A deeper look at how supply and demand affects real estate prices will reveal some of the fundamentals we need to look at. For example, a record number of floods in Alberta from October to December 2005 increased the population by 25,100, or 0.76 percent, to 3.3 million, the strongest increase for the final quarter of any year, and above the 0.14 percent increase. For the country as a whole. With this extreme influx of people we are able to foresee a reduction in housing supply while demand remains high.

No market in Canada shows a better gap in supply vs. demand than Vancouver’s high-rise condo market. Here in August 2006 alone, the demand for high-rise condos was 4,700 units. In the following 24 months, developers plan to build another 13,300 units. This is almost three times the current demand, and reveals a potential oversupply of units.

In contrast, Alberta’s population growth in the last quarter of 2005 was more than five times the national average. Its strong economy lured thousands of Canadians from other provinces and territories, seven of which actually saw their populations decline.

This strong migration is a major source of housing demand. In 2005, BC recorded a net gain of 4,527 people from other provinces. While this number is below the level recorded in 2004, it is a significant achievement as a strong pull from Alberta gained 42,000 people from the rest of Canada.

Due to increased demand and limited inventory, home prices in Calgary increased by more than 50 percent from 2005 to the second quarter of 2006. Now that vacancy rates are close to zero, renters are lucky enough to be able to build a home in advance of the rent increase.

Alberta’s population explosion is due to a large shortage of skilled workers and an overabundance of well-paying jobs. A government report released in June 2006 said Alberta needs 86,000 more workers over the next decade to deal with its acute labor shortage. Within the next decade, it is predicted that Alberta’s oil sands will generate more than 100,000 new jobs and billions of dollars in royalties and taxes to various levels of government, not to mention billions more in dividends to investors.

Alberta’s shortage of rental units is reflected by extremely low vacancy rates, low unemployment and high demand for housing, ultimately leading to very predictable results in the market. Sharp rise in property prices, high construction cost which in turn leads to rise

Increasing resale home values, and, more importantly for investors, rents for their properties.
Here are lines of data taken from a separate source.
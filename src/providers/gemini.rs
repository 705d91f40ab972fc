use crate::errors::{ToolforgeError, ToolforgeResult};
use crate::keys::is_transient_message;
use crate::providers::base::{ChunkReceiver, LlmProvider, ModelInfo};
use async_trait::async_trait;
use futures_util::StreamExt;
use reqwest::{Client, StatusCode};
use serde_json::{json, Value};
use std::time::Duration;
use tracing::{debug, warn};

const CONNECT_TIMEOUT_SECS: u64 = 30;
const REQUEST_TIMEOUT_SECS: u64 = 120;

const BASE_URL: &str = "https://generativelanguage.googleapis.com/v1beta";

pub struct GeminiProvider {
    model: String,
    base_url: String,
    client: Client,
}

impl GeminiProvider {
    pub fn new(model: String) -> Self {
        Self::with_base_url(model, BASE_URL.to_string())
    }

    pub fn with_base_url(model: String, base_url: String) -> Self {
        Self {
            model,
            base_url,
            client: Client::builder()
                .connect_timeout(Duration::from_secs(CONNECT_TIMEOUT_SECS))
                .timeout(Duration::from_secs(REQUEST_TIMEOUT_SECS))
                .build()
                .unwrap_or_else(|_| Client::new()),
        }
    }

    fn request_payload(prompt: &str) -> Value {
        json!({
            "contents": [{
                "role": "user",
                "parts": [{"text": prompt}]
            }]
        })
    }

    /// Map a non-success HTTP response to the error taxonomy.
    async fn classify_error(resp: reqwest::Response) -> ToolforgeError {
        let status = resp.status();
        let body = resp.text().await.unwrap_or_default();
        let message = serde_json::from_str::<Value>(&body)
            .ok()
            .and_then(|v| {
                v["error"]["message"]
                    .as_str()
                    .map(|s| s.to_string())
            })
            .unwrap_or(body);
        let detail = format!("{} {}", status.as_u16(), message);

        if status == StatusCode::TOO_MANY_REQUESTS
            || status == StatusCode::SERVICE_UNAVAILABLE
            || is_transient_message(&detail)
        {
            ToolforgeError::LlmTransient(detail)
        } else if status == StatusCode::UNAUTHORIZED || status == StatusCode::FORBIDDEN {
            ToolforgeError::LlmFatal(format!("authentication rejected: {detail}"))
        } else {
            ToolforgeError::LlmFatal(detail)
        }
    }

    fn extract_text(json: &Value) -> Option<String> {
        let parts = json["candidates"]
            .as_array()?
            .first()?
            .get("content")?
            .get("parts")?
            .as_array()?;
        let text: String = parts
            .iter()
            .filter_map(|p| p["text"].as_str())
            .collect::<Vec<_>>()
            .join("");
        if text.is_empty() { None } else { Some(text) }
    }
}

#[async_trait]
impl LlmProvider for GeminiProvider {
    async fn generate(&self, credential: &str, prompt: &str) -> ToolforgeResult<String> {
        let url = format!(
            "{}/models/{}:generateContent?key={}",
            self.base_url, self.model, credential
        );

        let resp = self
            .client
            .post(&url)
            .json(&Self::request_payload(prompt))
            .send()
            .await
            .map_err(|e| ToolforgeError::LlmTransient(format!("request failed: {e}")))?;

        if !resp.status().is_success() {
            return Err(Self::classify_error(resp).await);
        }

        let body: Value = resp
            .json()
            .await
            .map_err(|e| ToolforgeError::LlmFatal(format!("malformed provider response: {e}")))?;

        Self::extract_text(&body)
            .ok_or_else(|| ToolforgeError::LlmFatal("no candidates in provider response".into()))
    }

    async fn generate_stream(
        &self,
        credential: &str,
        prompt: &str,
    ) -> ToolforgeResult<ChunkReceiver> {
        let url = format!(
            "{}/models/{}:streamGenerateContent?alt=sse&key={}",
            self.base_url, self.model, credential
        );

        let resp = self
            .client
            .post(&url)
            .json(&Self::request_payload(prompt))
            .send()
            .await
            .map_err(|e| ToolforgeError::LlmTransient(format!("request failed: {e}")))?;

        if !resp.status().is_success() {
            return Err(Self::classify_error(resp).await);
        }

        let (tx, rx) = tokio::sync::mpsc::channel(32);
        tokio::spawn(async move {
            let mut stream = resp.bytes_stream();
            let mut buffer = String::new();
            while let Some(item) = stream.next().await {
                let bytes = match item {
                    Ok(b) => b,
                    Err(e) => {
                        let _ = tx
                            .send(Err(ToolforgeError::LlmTransient(format!(
                                "stream interrupted: {e}"
                            ))))
                            .await;
                        return;
                    }
                };
                buffer.push_str(&String::from_utf8_lossy(&bytes));

                // SSE events are newline-delimited `data: {...}` records.
                while let Some(pos) = buffer.find('\n') {
                    let line = buffer[..pos].trim().to_string();
                    buffer.drain(..=pos);
                    let Some(data) = line.strip_prefix("data:") else {
                        continue;
                    };
                    let data = data.trim();
                    if data.is_empty() || data == "[DONE]" {
                        continue;
                    }
                    match serde_json::from_str::<Value>(data) {
                        Ok(event) => {
                            if let Some(text) = Self::extract_text(&event) {
                                if tx.send(Ok(text)).await.is_err() {
                                    return;
                                }
                            }
                        }
                        Err(e) => debug!("skipping unparseable stream event: {e}"),
                    }
                }
            }
        });

        Ok(rx)
    }

    async fn list_models(&self, credential: &str) -> ToolforgeResult<Vec<ModelInfo>> {
        let url = format!("{}/models?key={}", self.base_url, credential);
        let resp = self
            .client
            .get(&url)
            .send()
            .await
            .map_err(|e| ToolforgeError::LlmTransient(format!("request failed: {e}")))?;

        if !resp.status().is_success() {
            return Err(Self::classify_error(resp).await);
        }

        let body: Value = resp
            .json()
            .await
            .map_err(|e| ToolforgeError::LlmFatal(format!("malformed provider response: {e}")))?;

        let models: Vec<ModelInfo> = body["models"]
            .as_array()
            .map(|arr| {
                arr.iter()
                    .filter_map(|m| {
                        Some(ModelInfo {
                            name: m["name"].as_str()?.to_string(),
                            display_name: m["displayName"].as_str().unwrap_or_default().to_string(),
                            description: m["description"].as_str().unwrap_or_default().to_string(),
                        })
                    })
                    .collect()
            })
            .unwrap_or_default();

        if models.is_empty() {
            warn!("provider returned no models for this credential");
        }
        Ok(models)
    }

    fn model(&self) -> &str {
        &self.model
    }
}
On a daily basis we hear many reasons not to invest in real estate:

“I’m very busy and I don’t have time”

“I can’t be bothered to solve tenant problems”

“I’ll get rich some other way – like the lottery”

“I’ll do it – tomorrow”

“Interest rates are rising and this bubble is about to burst”

The point is: these are not reasons, but excuses. Excuses allow us to come up with justifications that support our underlying purpose, which is, subconsciously, to stay within our comfort zone and away from change. Our subconscious exists to protect us; Yet the very element of working in our security is actually destroying our potential for economic freedom.

Even if the clock ticks ominously, now is the time to focus on investing. For retirees suffering from a lack of pension funds, real estate investment is a small step compared to the available options. By investing in real estate, we look at what the headlines are saying.

Ultimately you want to live the life of your dreams, but you’ll never get there if you don’t commit to taking the actions you need to take today, to get to where you want to be tomorrow. Real estate will get you there, you just need to commit and learn the basics.